╭─ Excerpted records

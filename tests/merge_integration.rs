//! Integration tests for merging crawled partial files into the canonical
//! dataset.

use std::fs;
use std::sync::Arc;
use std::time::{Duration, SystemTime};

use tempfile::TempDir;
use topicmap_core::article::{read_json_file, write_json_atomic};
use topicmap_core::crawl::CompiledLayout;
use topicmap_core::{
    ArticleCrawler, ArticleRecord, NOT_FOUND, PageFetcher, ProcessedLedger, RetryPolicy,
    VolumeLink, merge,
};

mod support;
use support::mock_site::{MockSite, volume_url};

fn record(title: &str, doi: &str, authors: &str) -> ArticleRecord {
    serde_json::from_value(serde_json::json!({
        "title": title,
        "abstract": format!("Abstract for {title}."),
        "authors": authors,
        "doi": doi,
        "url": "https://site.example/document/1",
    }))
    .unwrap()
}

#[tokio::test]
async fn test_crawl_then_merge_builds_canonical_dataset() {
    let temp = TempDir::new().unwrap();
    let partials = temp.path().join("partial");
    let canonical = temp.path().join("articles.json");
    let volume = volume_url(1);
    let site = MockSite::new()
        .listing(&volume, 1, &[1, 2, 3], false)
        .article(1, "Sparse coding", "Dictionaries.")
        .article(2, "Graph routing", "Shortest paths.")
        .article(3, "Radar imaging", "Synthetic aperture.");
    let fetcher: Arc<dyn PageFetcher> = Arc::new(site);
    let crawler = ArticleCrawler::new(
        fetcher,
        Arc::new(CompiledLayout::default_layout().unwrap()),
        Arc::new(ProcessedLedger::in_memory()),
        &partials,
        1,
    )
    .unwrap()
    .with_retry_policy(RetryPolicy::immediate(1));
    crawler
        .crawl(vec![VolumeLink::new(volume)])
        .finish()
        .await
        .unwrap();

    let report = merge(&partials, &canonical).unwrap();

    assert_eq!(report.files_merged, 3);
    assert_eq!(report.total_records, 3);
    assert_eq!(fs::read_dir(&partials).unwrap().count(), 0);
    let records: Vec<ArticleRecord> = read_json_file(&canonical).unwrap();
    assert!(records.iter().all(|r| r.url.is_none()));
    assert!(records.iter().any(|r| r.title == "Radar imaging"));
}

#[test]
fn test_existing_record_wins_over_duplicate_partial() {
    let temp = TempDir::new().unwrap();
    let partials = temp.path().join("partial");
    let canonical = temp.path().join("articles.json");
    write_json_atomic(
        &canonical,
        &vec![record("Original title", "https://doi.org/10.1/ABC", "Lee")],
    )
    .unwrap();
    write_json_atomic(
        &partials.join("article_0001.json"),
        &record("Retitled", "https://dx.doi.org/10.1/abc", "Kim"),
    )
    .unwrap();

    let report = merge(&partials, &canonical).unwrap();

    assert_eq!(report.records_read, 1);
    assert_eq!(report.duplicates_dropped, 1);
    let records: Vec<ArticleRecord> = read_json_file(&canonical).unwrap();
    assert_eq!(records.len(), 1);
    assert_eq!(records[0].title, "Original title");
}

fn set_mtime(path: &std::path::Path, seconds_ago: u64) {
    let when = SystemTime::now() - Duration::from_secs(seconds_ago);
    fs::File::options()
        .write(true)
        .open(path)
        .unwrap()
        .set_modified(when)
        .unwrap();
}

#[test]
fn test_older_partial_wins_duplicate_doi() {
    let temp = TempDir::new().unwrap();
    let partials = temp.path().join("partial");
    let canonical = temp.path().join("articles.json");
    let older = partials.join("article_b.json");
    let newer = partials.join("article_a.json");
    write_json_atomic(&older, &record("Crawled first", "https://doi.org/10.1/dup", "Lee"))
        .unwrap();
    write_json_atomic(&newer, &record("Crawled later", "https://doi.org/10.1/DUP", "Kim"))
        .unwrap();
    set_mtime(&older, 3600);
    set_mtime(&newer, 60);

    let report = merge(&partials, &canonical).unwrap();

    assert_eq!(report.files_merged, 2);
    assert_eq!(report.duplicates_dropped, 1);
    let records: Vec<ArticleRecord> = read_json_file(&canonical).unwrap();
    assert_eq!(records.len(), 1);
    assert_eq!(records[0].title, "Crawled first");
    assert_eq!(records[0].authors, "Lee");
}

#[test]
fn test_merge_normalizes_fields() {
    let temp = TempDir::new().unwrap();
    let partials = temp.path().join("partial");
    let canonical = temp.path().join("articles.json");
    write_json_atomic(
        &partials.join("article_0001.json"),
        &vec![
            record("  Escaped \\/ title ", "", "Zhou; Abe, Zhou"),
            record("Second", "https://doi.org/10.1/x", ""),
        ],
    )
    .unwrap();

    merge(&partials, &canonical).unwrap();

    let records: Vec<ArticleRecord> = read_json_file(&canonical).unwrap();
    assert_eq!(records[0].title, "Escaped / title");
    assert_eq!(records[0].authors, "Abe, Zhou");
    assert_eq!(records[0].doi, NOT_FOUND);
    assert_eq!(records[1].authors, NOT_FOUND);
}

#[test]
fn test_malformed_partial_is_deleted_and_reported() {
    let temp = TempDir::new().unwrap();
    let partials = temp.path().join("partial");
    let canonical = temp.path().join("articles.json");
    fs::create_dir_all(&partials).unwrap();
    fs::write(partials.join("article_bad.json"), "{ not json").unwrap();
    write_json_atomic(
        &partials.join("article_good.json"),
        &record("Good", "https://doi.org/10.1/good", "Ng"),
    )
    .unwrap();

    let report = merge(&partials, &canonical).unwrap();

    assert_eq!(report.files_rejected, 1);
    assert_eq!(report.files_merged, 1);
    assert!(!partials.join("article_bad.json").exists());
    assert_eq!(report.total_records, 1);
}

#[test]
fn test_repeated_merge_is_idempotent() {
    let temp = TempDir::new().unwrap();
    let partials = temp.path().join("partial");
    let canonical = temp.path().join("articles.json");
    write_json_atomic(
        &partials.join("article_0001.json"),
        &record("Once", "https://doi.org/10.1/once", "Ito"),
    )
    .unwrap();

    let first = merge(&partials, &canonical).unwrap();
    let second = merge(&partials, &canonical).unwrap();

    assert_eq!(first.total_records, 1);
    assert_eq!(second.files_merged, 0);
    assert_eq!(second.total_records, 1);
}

╰─

### [Work order]
Consider the entries above and return each line with the string "Radar".

### [Answer below]
        .article(3, "Radar imaging", "Synthetic aperture.");
    assert!(records.iter().any(|r| r.title == "Radar imaging"));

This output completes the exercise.